Immunotherapy serves as a potential catalyst that could redefine the landscape of oncological treatments, extending its influence even to mCRC. The conventional therapeutic paradigm, which previously limited its efficacy to patients with MSI, may soon find itself eclipsed. This shift is propelled by an increasingly profound comprehension of the intricacies of immunoresistance and immune editing within the intricate milieu of the TME. The work conducted by Garcia-Vicién G. et al. [
6] plunges into the spatial intricacies of lymphocytic infiltrates within liver metastases, contextualized by the intricate tapestry of histologic growth patterns (HGP). Employing cutting-edge multispectral digital pathology techniques, this study meticulously characterizes three distinct localizations within the tumor landscape: the tumor periphery, the invasive margin, and the central tumoral areas. Within this landscape, the authors methodically dissect various histological sub-categories, including the central regions typified by mature stroma with low tumor cellularity, malignant cells interfacing with hepatocytes, regions exhibiting reactive stroma, fibrous capsule growth patterns, normal liver parenchyma, and diminutive tumor portions measuring 100 μm. Notably, the areas involving malignant cells in contact with hepatocytes (referred to as ndHGP) are predominantly populated by CD4+ cell subsets. This intriguing observation led to the hypothesis that these CD4+ cell subsets may possess immune-suppressive capabilities, opening up the possibility of their potential utility in immune-checkpoint-based therapy. While it is important to acknowledge that this study primarily serves as an exploratory endeavor, sparking hypotheses rather than drawing definitive conclusions, it undeniably lays the foundation for future investigations aiming to unravel the nuanced functional attributes of these distinct immune-cell subsets.
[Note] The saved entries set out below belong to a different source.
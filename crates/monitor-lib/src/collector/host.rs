//! Local host metrics via sysinfo
//!
//! CPU utilization is averaged over a sampling window: usage counters are
//! refreshed, the provider waits for the window, then refreshes again.

use super::{async_trait, MetricsProvider};
use crate::models::{HostInfo, MetricsSnapshot, MAX_PERCENT};
use anyhow::{Context, Result};
use std::path::{Path, PathBuf};
use std::time::Duration;
use sysinfo::{Disks, System};
use tokio::sync::Mutex;
use tracing::debug;

/// Default CPU sampling window
pub const DEFAULT_SAMPLE_WINDOW: Duration = Duration::from_secs(1);

/// Default mount point whose usage is reported as the disk reading
pub const DEFAULT_DISK_MOUNT: &str = "/";

/// Metrics provider reading the local machine
pub struct SysinfoProvider {
    system: Mutex<System>,
    disk_mount: PathBuf,
    sample_window: Duration,
}

impl SysinfoProvider {
    pub fn new(disk_mount: impl Into<PathBuf>, sample_window: Duration) -> Self {
        let mut system = System::new();
        // Baseline for the first interval average
        system.refresh_cpu_usage();
        Self {
            system: Mutex::new(system),
            disk_mount: disk_mount.into(),
            sample_window: sample_window.max(sysinfo::MINIMUM_CPU_UPDATE_INTERVAL),
        }
    }

    pub fn sample_window(&self) -> Duration {
        self.sample_window
    }

    fn memory_percent(system: &System) -> Result<f32> {
        let total = system.total_memory();
        if total == 0 {
            anyhow::bail!("Total memory reported as zero");
        }
        let used = total.saturating_sub(system.available_memory());
        Ok(percent(used, total))
    }

    fn disk_percent(&self) -> Result<f32> {
        let disks = Disks::new_with_refreshed_list();
        let disk = disks
            .list()
            .iter()
            .find(|d| d.mount_point() == self.disk_mount.as_path())
            .with_context(|| format!("No disk mounted at {}", self.disk_mount.display()))?;

        disk_used_percent(disk.total_space(), disk.available_space())
            .with_context(|| format!("Disk at {} reports zero capacity", self.disk_mount.display()))
    }
}

/// Share of the filesystem the current user can no longer write to.
///
/// sysinfo exposes only total and user-available space, so blocks reserved
/// for root count as used. This reads higher than psutil's
/// `used / (used + free)`, which leaves reserved blocks out of both terms:
/// on ext4 with the default 5% reservation the gap is a few points.
fn disk_used_percent(total: u64, available: u64) -> Option<f32> {
    if total == 0 {
        return None;
    }
    Some(percent(total.saturating_sub(available), total))
}

impl Default for SysinfoProvider {
    fn default() -> Self {
        Self::new(Path::new(DEFAULT_DISK_MOUNT), DEFAULT_SAMPLE_WINDOW)
    }
}

#[async_trait]
impl MetricsProvider for SysinfoProvider {
    async fn sample(&self) -> Result<MetricsSnapshot> {
        let mut system = self.system.lock().await;

        system.refresh_cpu_usage();
        tokio::time::sleep(self.sample_window).await;
        system.refresh_cpu_usage();
        let cpu = system.global_cpu_usage().clamp(0.0, MAX_PERCENT);

        system.refresh_memory();
        let ram = Self::memory_percent(&system)?;
        drop(system);

        let disk = self.disk_percent()?;

        debug!(cpu, ram, disk, "Sampled host metrics");
        Ok(MetricsSnapshot::new(cpu, ram, disk))
    }
}

fn percent(used: u64, total: u64) -> f32 {
    ((used as f64 / total as f64) * MAX_PERCENT as f64) as f32
}

/// Describe the local host for startup reporting
pub fn host_info() -> HostInfo {
    let mut system = System::new();
    system.refresh_cpu_all();
    let cpus = system.cpus();

    HostInfo {
        host_name: System::host_name(),
        os_name: System::name(),
        os_version: System::os_version(),
        cpu_brand: cpus
            .first()
            .map(|c| c.brand().trim().to_string())
            .filter(|b| !b.is_empty()),
        cpu_count: cpus.len(),
    }
}

#[cfg(test)]
mod tests {
    use super::*;

    #[test]
    fn test_percent() {
        assert_eq!(percent(0, 100), 0.0);
        assert_eq!(percent(50, 200), 25.0);
        assert_eq!(percent(100, 100), 100.0);
    }

    #[test]
    fn test_disk_used_percent_counts_reserved_blocks() {
        // 1000 blocks, 50 reserved for root, 450 used, 500 free to users
        assert_eq!(disk_used_percent(1000, 500), Some(50.0));
        assert_eq!(disk_used_percent(1000, 0), Some(100.0));
        assert_eq!(disk_used_percent(1000, 1200), Some(0.0));
        assert_eq!(disk_used_percent(0, 0), None);
    }

    #[test]
    fn test_sample_window_respects_minimum() {
        let provider = SysinfoProvider::new("/", Duration::ZERO);
        assert!(provider.sample_window() >= sysinfo::MINIMUM_CPU_UPDATE_INTERVAL);
    }

    #[tokio::test]
    async fn test_unknown_mount_fails() {
        let provider = SysinfoProvider::new("/definitely/not/a/mount", Duration::ZERO);
        let result = provider.sample().await;
        assert!(result.is_err());
    }
}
Finally, we express our appreciation to Seely KD et al. [
7] for their valuable contribution to this Special Issue, shedding light on one of the most intriguing frontiers in oncological research: the intricate relationship between the gut microbiome and phenomena associated with tumor progression. Mounting evidence suggests that the diversity of bacteria does not merely promote carcinogenesis in primary colorectal cancer; it also exerts an influence on the advancement of metastases and the selection of target organs by reshaping the TME at both primary tumor sites and distant metastatic locations. The authors present a meticulously crafted and scientifically rigorous and critical review, offering readers a comprehensive understanding of the complex interplay between bacteria and the metastatic process. They have conducted a thorough examination of how bacterial infection influences carcinogenesis, tumor expansion, and the dissemination of cancer cells. Furthermore, their review of the literature has elucidated the intricate role of the lymphatic and venous systems in facilitating tumor metastasis under the influence of microbial factors. Notably, certain bacteria have demonstrated a remarkable capacity to enhance the EMT, a pivotal step in the metastatic cascade. Beyond this, bacteria can also actively shape the microenvironment and modulate the local immune profile at metastatic sites. Processes such as biofilm formation and coordinated migration along with quorum-sensing mechanisms enable bacteria to self-regulate, attract host cells, and establish a conducive, pre-metastatic niche at distant locations, thus fostering an environment conducive to tumor cell survival and proliferation. In light of these insights, the authors aptly propose that exploring early interventions, including targeted antibiotic therapy, holds promise as a strategy for mitigating metastatic dissemination in the presence of bacterial infections.
This Special Issue demonstrates how the phenomenology of cancer and metastasis is exceedingly complex, involving multiple scientific dimensions that, both from a prognostic and therapeutic perspective, are destined to be integrated in the future to enhance diagnostic and therapeutic strategies.